MATERIAL PROVIDED -
+ + + + + + +

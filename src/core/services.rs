//! Unified service container for Websift
//!
//! Provides shared access to all core services.

use crate::core::config::Config;
use crate::core::error::Result;
use crate::core::fetch::ContentFetcher;
use crate::core::search::SearchClient;
use std::sync::Arc;

/// Unified services container
///
/// The stdio server, the HTTP gateway and the CLI all use this same
/// struct for service access.
#[derive(Clone)]
pub struct Services {
    /// Web search client
    pub search: Arc<SearchClient>,

    /// Page fetcher and markdown converter
    pub fetcher: Arc<ContentFetcher>,

    /// Application configuration
    pub config: Arc<Config>,
}

impl Services {
    /// Create services from configuration
    pub fn new(config: Config) -> Result<Self> {
        let search = Arc::new(SearchClient::new(&config.search)?);
        let fetcher = Arc::new(ContentFetcher::new(&config.fetch)?);

        Ok(Self {
            search,
            fetcher,
            config: Arc::new(config),
        })
    }
}
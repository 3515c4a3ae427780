//! Completions command - print a shell completion script

use crate::cli::Cli;
use clap::{Args, CommandFactory};
use clap_complete::{generate, Shell};
use std::io::{self, Write};

/// Arguments for the completions command
#[derive(Args, Debug)]
pub struct CompletionsArgs {
    /// Shell to generate completions for
    #[arg(value_enum)]
    pub shell: Shell,
}

/// Completion script for `shell`, covering every websift subcommand
pub fn render(shell: Shell) -> Vec<u8> {
    let mut cmd = Cli::command();
    let bin = cmd.get_name().to_string();
    let mut script = Vec::new();
    generate(shell, &mut cmd, bin, &mut script);
    script
}

/// Execute the completions command
pub fn execute(args: CompletionsArgs) -> Result<(), Box<dyn std::error::Error>> {
    let mut stdout = io::stdout().lock();
    stdout.write_all(&render(args.shell))?;
    stdout.flush()?;
    Ok(())
}
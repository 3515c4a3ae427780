//! Web search command - query the search provider

use crate::cli::output::{colors, format_duration_ms};
use crate::cli::OutputFormat;
use crate::core::services::Services;
use crate::core::types::SearchRequest;
use clap::Args;
use serde::Serialize;
use std::sync::Arc;

/// Arguments for the web-search command
#[derive(Args, Debug)]
pub struct WebSearchArgs {
    /// Search query
    pub query: String,

    /// Number of results (clamped to the configured maximum)
    #[arg(long, short = 'n')]
    pub count: Option<usize>,

    /// Result page offset
    #[arg(long)]
    pub offset: Option<usize>,

    /// Only show URLs (no titles or snippets)
    #[arg(long)]
    pub urls_only: bool,
}

/// Search result item
#[derive(Debug, Serialize)]
pub struct SearchResultItem {
    pub rank: usize,
    pub title: String,
    pub url: String,
    pub description: String,
    #[serde(skip_serializing_if = "Option::is_none")]
    pub age: Option<String>,
}

/// Search response
#[derive(Debug, Serialize)]
pub struct SearchOutput {
    pub query: String,
    pub total_results: usize,
    pub duration_ms: u64,
    pub results: Vec<SearchResultItem>,
}

/// Execute the web-search command
pub async fn execute(
    args: WebSearchArgs,
    services: &Arc<Services>,
    format: OutputFormat,
) -> Result<(), Box<dyn std::error::Error>> {
    let request = SearchRequest {
        query: args.query.clone(),
        count: args.count,
        offset: args.offset,
    };

    let response = services.search.search(&request).await?;

    let output = SearchOutput {
        query: response.query,
        total_results: response.results.len(),
        duration_ms: response.duration_ms,
        results: response
            .results
            .into_iter()
            .enumerate()
            .map(|(i, hit)| SearchResultItem {
                rank: i + 1,
                title: hit.title,
                url: hit.url,
                description: hit.description,
                age: hit.age,
            })
            .collect(),
    };

    match format {
        OutputFormat::Human => print_human(&output, args.urls_only),
        OutputFormat::Json => {
            println!("{}", serde_json::to_string_pretty(&output)?);
        }
    }

    Ok(())
}

fn print_human(output: &SearchOutput, urls_only: bool) {
    if output.results.is_empty() {
        println!("No results found for '{}'", colors::label(&output.query));
        return;
    }

    if urls_only {
        for result in &output.results {
            println!("{}", colors::url(&result.url));
        }
        return;
    }

    println!(
        "Found {} result(s) for '{}' {}\n",
        colors::number(&output.total_results.to_string()),
        colors::label(&output.query),
        colors::dim(&format!("({})", format_duration_ms(output.duration_ms)))
    );

    for result in &output.results {
        println!(
            "[{}] {}",
            colors::rank(&result.rank.to_string()),
            colors::label(&result.title)
        );
        println!("    {}", colors::url(&result.url));
        if !result.description.is_empty() {
            let snippet: String = result.description.chars().take(160).collect();
            println!("    {}", colors::dim(&snippet));
        }
        if let Some(age) = &result.age {
            println!("    {}", colors::dim(age));
        }
        println!();
    }
}
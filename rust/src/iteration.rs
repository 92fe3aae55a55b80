//! In-order traversal for BTree.
//!
//! `print` hands out a lazy iterator rather than writing anywhere itself; the
//! caller decides where the pairs go. The iterator keeps an explicit stack of
//! `(node, next entry index)` frames instead of recursing, so it can be
//! suspended between items.

use crate::types::{BTree, Node};

/// Iterator over key-value pairs in ascending key order.
pub struct InOrderIter<'a, K, V> {
    stack: Vec<(&'a Node<K, V>, usize)>,
    remaining: usize,
}

impl<K, V> BTree<K, V> {
    /// Returns a lazy in-order traversal of all key-value pairs.
    ///
    /// The traversal borrows the tree immutably, so it can be taken any
    /// number of times and always yields keys in strictly ascending order.
    ///
    /// # Examples
    ///
    /// ```
    /// use btree::BTree;
    ///
    /// let mut tree = BTree::new(2).unwrap();
    /// for key in [10, 20, 5, 6, 8] {
    ///     tree.insert(key, key * 2).unwrap();
    /// }
    /// let pairs: Vec<_> = tree.print().collect();
    /// assert_eq!(pairs[0], (&5, &10));
    /// assert_eq!(pairs.len(), 5);
    /// ```
    pub fn print(&self) -> InOrderIter<'_, K, V> {
        InOrderIter::new(&self.root, self.len)
    }
}

impl<'a, K, V> InOrderIter<'a, K, V> {
    fn new(root: &'a Node<K, V>, len: usize) -> Self {
        let mut iter = Self {
            stack: Vec::new(),
            remaining: len,
        };
        iter.push_leftmost(root);
        iter
    }

    /// Push `node` and its chain of first children down to a leaf.
    fn push_leftmost(&mut self, mut node: &'a Node<K, V>) {
        loop {
            self.stack.push((node, 0));
            match node.child_at(0) {
                Some(child) if !node.is_leaf() => node = child,
                _ => break,
            }
        }
    }
}

impl<'a, K, V> Iterator for InOrderIter<'a, K, V> {
    type Item = (&'a K, &'a V);

    fn next(&mut self) -> Option<Self::Item> {
        loop {
            let (node, index) = self.stack.last_mut()?;
            let node: &'a Node<K, V> = *node;

            let Some((key, value)) = node.entry_at(*index) else {
                self.stack.pop();
                continue;
            };
            *index += 1;
            let next_child = *index;

            if !node.is_leaf() {
                if let Some(child) = node.child_at(next_child) {
                    self.push_leftmost(child);
                }
            }
            self.remaining = self.remaining.saturating_sub(1);
            return Some((key, value));
        }
    }

    fn size_hint(&self) -> (usize, Option<usize>) {
        (self.remaining, Some(self.remaining))
    }
}

impl<K, V> ExactSizeIterator for InOrderIter<'_, K, V> {}

impl<K, V> std::iter::FusedIterator for InOrderIter<'_, K, V> {}
//! Node implementation for BTree.
//!
//! This module contains the node-level primitives: occupancy checks, the
//! binary search that drives both lookup and descent, local insertion and the
//! `split_child` balancing step. Nodes never decide *when* to split; that
//! policy lives in the tree.

use crate::error::{BTreeError, TreeResult};
use crate::types::{Entry, Node};

impl<K, V> Node<K, V> {
    // ============================================================================
    // STATUS CHECKS
    // ============================================================================

    /// Returns the number of entries in this node.
    pub fn size(&self) -> usize {
        self.entries.len()
    }

    /// Returns true if this node has no children.
    pub fn is_leaf(&self) -> bool {
        self.leaf
    }

    /// Maximum number of entries this node may hold at rest (`2k`).
    pub fn max_entries(&self) -> usize {
        2 * self.branching_factor
    }

    /// Returns true if this node is at capacity.
    pub fn is_full(&self) -> bool {
        self.size() == self.max_entries()
    }

    /// Returns true if this node needs to be split by its parent.
    /// Only observable between a local insert and the owning `split_child`.
    pub fn is_overflowing(&self) -> bool {
        self.size() > self.max_entries()
    }

    /// Returns the entry at `index`, if any.
    pub fn entry_at(&self, index: usize) -> Option<&Entry<K, V>> {
        self.entries.get(index)
    }

    /// Returns the child at `index`, if any.
    pub fn child_at(&self, index: usize) -> Option<&Node<K, V>> {
        self.children.get(index).map(|child| child.as_ref())
    }

    // ============================================================================
    // STRUCTURE OPERATIONS
    // ============================================================================

    /// Append a child reference. Used when a brand-new root adopts the old one.
    pub(crate) fn add_child(&mut self, child: Box<Node<K, V>>) {
        self.children.push(child);
    }

    /// Remove and return the entry at `index`, shifting later entries left.
    pub(crate) fn pop_entry_at(&mut self, index: usize) -> TreeResult<Entry<K, V>> {
        if index >= self.size() {
            return Err(BTreeError::index_out_of_range(index, self.size()));
        }
        Ok(self.entries.remove(index))
    }
}

impl<K: Ord, V> Node<K, V> {
    // ============================================================================
    // SEARCH
    // ============================================================================

    /// Smallest index `i` with `entries[i].0 >= key`.
    ///
    /// This is both the insertion point for `key` and, for an internal node,
    /// the index of the child covering the gap where `key` would fall.
    pub fn find_index(&self, key: &K) -> usize {
        match self.entries.binary_search_by(|(k, _)| k.cmp(key)) {
            Ok(index) | Err(index) => index,
        }
    }

    /// Locate `key` in this node.
    ///
    /// Returns `Ok(index)` for an exact match, or `Err(index)` with the child
    /// index to descend into.
    pub(crate) fn locate(&self, key: &K) -> Result<usize, usize> {
        let index = self.find_index(key);
        match self.entries.get(index) {
            Some((k, _)) if k == key => Ok(index),
            _ => Err(index),
        }
    }

    // ============================================================================
    // INSERT OPERATIONS
    // ============================================================================

    /// Insert an entry into this node's own entries at its sorted position.
    ///
    /// Does not touch children and never splits. The key must not already be
    /// present in this node.
    pub(crate) fn insert(&mut self, key: K, value: V) {
        let index = self.find_index(&key);
        debug_assert!(
            self.entries.get(index).map_or(true, |(k, _)| *k != key),
            "duplicate key inserted into node"
        );
        self.entries.insert(index, (key, value));
    }

    /// Split the overflowing child at `index`.
    ///
    /// The child's median entry moves up into this node, and the entries (and
    /// for internal children, the children) right of the median move into a
    /// new sibling placed at `index + 1`. Both halves end with exactly `k`
    /// entries.
    pub(crate) fn split_child(&mut self, index: usize) -> TreeResult<()> {
        let k = self.branching_factor;
        let child_count = self.children.len();
        let child = self.children.get_mut(index).ok_or_else(|| {
            BTreeError::invalid_split(index, &format!("node has {} children", child_count))
        })?;

        if !child.is_overflowing() {
            return Err(BTreeError::invalid_split(
                index,
                &format!(
                    "child holds {} entries, split needs {}",
                    child.size(),
                    child.max_entries() + 1
                ),
            ));
        }

        let (median_key, median_value) = child.pop_entry_at(k)?;

        let mut sibling = Node::with_leaf_flag(k, child.leaf);
        sibling.entries.extend(child.entries.drain(k..));
        if !child.leaf {
            sibling.children.extend(child.children.drain(k + 1..));
        }

        tracing::trace!(
            child_index = index,
            left_size = child.size(),
            right_size = sibling.size(),
            leaf = sibling.leaf,
            "split child node"
        );

        self.insert(median_key, median_value);
        self.children.insert(index + 1, Box::new(sibling));
        Ok(())
    }
}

+ + + + + + +

WORK INSTRUCTIONS - Print again the lines of the entries above that fall between the line holding "all key-value pairs." and the line holding "impl<K, V> ExactSizeIterator", inclusive, exactly as they stand.

YOUR RESPONSE -
    /// Returns a lazy in-order traversal of all key-value pairs.
    ///
    /// The traversal borrows the tree immutably, so it can be taken any
    /// number of times and always yields keys in strictly ascending order.
    ///
    /// # Examples
    ///
    /// ```
    /// use btree::BTree;
    ///
    /// let mut tree = BTree::new(2).unwrap();
    /// for key in [10, 20, 5, 6, 8] {
    ///     tree.insert(key, key * 2).unwrap();
    /// }
    /// let pairs: Vec<_> = tree.print().collect();
    /// assert_eq!(pairs[0], (&5, &10));
    /// assert_eq!(pairs.len(), 5);
    /// ```
    pub fn print(&self) -> InOrderIter<'_, K, V> {
        InOrderIter::new(&self.root, self.len)
    }
}

impl<'a, K, V> InOrderIter<'a, K, V> {
    fn new(root: &'a Node<K, V>, len: usize) -> Self {
        let mut iter = Self {
            stack: Vec::new(),
            remaining: len,
        };
        iter.push_leftmost(root);
        iter
    }

    /// Push `node` and its chain of first children down to a leaf.
    fn push_leftmost(&mut self, mut node: &'a Node<K, V>) {
        loop {
            self.stack.push((node, 0));
            match node.child_at(0) {
                Some(child) if !node.is_leaf() => node = child,
                _ => break,
            }
        }
    }
}

impl<'a, K, V> Iterator for InOrderIter<'a, K, V> {
    type Item = (&'a K, &'a V);

    fn next(&mut self) -> Option<Self::Item> {
        loop {
            let (node, index) = self.stack.last_mut()?;
            let node: &'a Node<K, V> = *node;

            let Some((key, value)) = node.entry_at(*index) else {
                self.stack.pop();
                continue;
            };
            *index += 1;
            let next_child = *index;

            if !node.is_leaf() {
                if let Some(child) = node.child_at(next_child) {
                    self.push_leftmost(child);
                }
            }
            self.remaining = self.remaining.saturating_sub(1);
            return Some((key, value));
        }
    }

    fn size_hint(&self) -> (usize, Option<usize>) {
        (self.remaining, Some(self.remaining))
    }
}

impl<K, V> ExactSizeIterator for InOrderIter<'_, K, V> {}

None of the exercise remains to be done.